What you need to do —
Repeat the entries that follow, exactly as they are written.

Entries provided —
________________________________________

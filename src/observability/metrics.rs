//! Metrics collection and exposition.
//!
//! # Metrics
//! - `balancer_selections_total` (counter): selections by policy, backend
//! - `balancer_selection_errors_total` (counter): failed selections by policy, reason
//! - `balancer_releases_total` (counter): released connections by backend
//! - `balancer_active_connections` (gauge): tracked connections per backend
//!
//! # Design Decisions
//! - Recorder is installed without an HTTP listener; callers render on demand
//! - Labels for policy, backend, and error reason

use metrics_exporter_prometheus::{BuildError, PrometheusBuilder, PrometheusHandle};

/// Install the Prometheus recorder and return a handle for rendering.
pub fn init_metrics() -> Result<PrometheusHandle, BuildError> {
    let handle = PrometheusBuilder::new().install_recorder()?;
    tracing::info!("Metrics recorder installed");
    Ok(handle)
}

/// Record a successful backend selection.
pub fn record_selection(policy: &'static str, backend: &str) {
    metrics::counter!(
        "balancer_selections_total",
        "policy" => policy,
        "backend" => backend.to_string()
    )
    .increment(1);
}

/// Record a failed backend selection.
pub fn record_selection_error(policy: &'static str, reason: &'static str) {
    metrics::counter!(
        "balancer_selection_errors_total",
        "policy" => policy,
        "reason" => reason
    )
    .increment(1);
}

/// Record a released connection.
pub fn record_release(backend: &str) {
    metrics::counter!("balancer_releases_total", "backend" => backend.to_string()).increment(1);
}

/// Publish the current connection count of a backend.
pub fn set_active_connections(backend: &str, count: u64) {
    metrics::gauge!("balancer_active_connections", "backend" => backend.to_string()).set(count as f64);
}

________________________________________

Written solution —
filename src/observability/metrics.rs
//! Metrics collection and exposition.
//!
//! # Metrics
//! - `balancer_selections_total` (counter): selections by policy, backend
//! - `balancer_selection_errors_total` (counter): failed selections by policy, reason
//! - `balancer_releases_total` (counter): released connections by backend
//! - `balancer_active_connections` (gauge): tracked connections per backend
//!
//! # Design Decisions
//! - Recorder is installed without an HTTP listener; callers render on demand
//! - Labels for policy, backend, and error reason

use metrics_exporter_prometheus::{BuildError, PrometheusBuilder, PrometheusHandle};

/// Install the Prometheus recorder and return a handle for rendering.
pub fn init_metrics() -> Result<PrometheusHandle, BuildError> {
    let handle = PrometheusBuilder::new().install_recorder()?;
    tracing::info!("Metrics recorder installed");
    Ok(handle)
}

/// Record a successful backend selection.
pub fn record_selection(policy: &'static str, backend: &str) {
    metrics::counter!(
        "balancer_selections_total",
        "policy" => policy,
        "backend" => backend.to_string()
    )
    .increment(1);
}

/// Record a failed backend selection.
pub fn record_selection_error(policy: &'static str, reason: &'static str) {
    metrics::counter!(
        "balancer_selection_errors_total",
        "policy" => policy,
        "reason" => reason
    )
    .increment(1);
}

/// Record a released connection.
pub fn record_release(backend: &str) {
    metrics::counter!("balancer_releases_total", "backend" => backend.to_string()).increment(1);
}

/// Publish the current connection count of a backend.
pub fn set_active_connections(backend: &str, count: u64) {
    metrics::gauge!("balancer_active_connections", "backend" => backend.to_string()).set(count as f64);
}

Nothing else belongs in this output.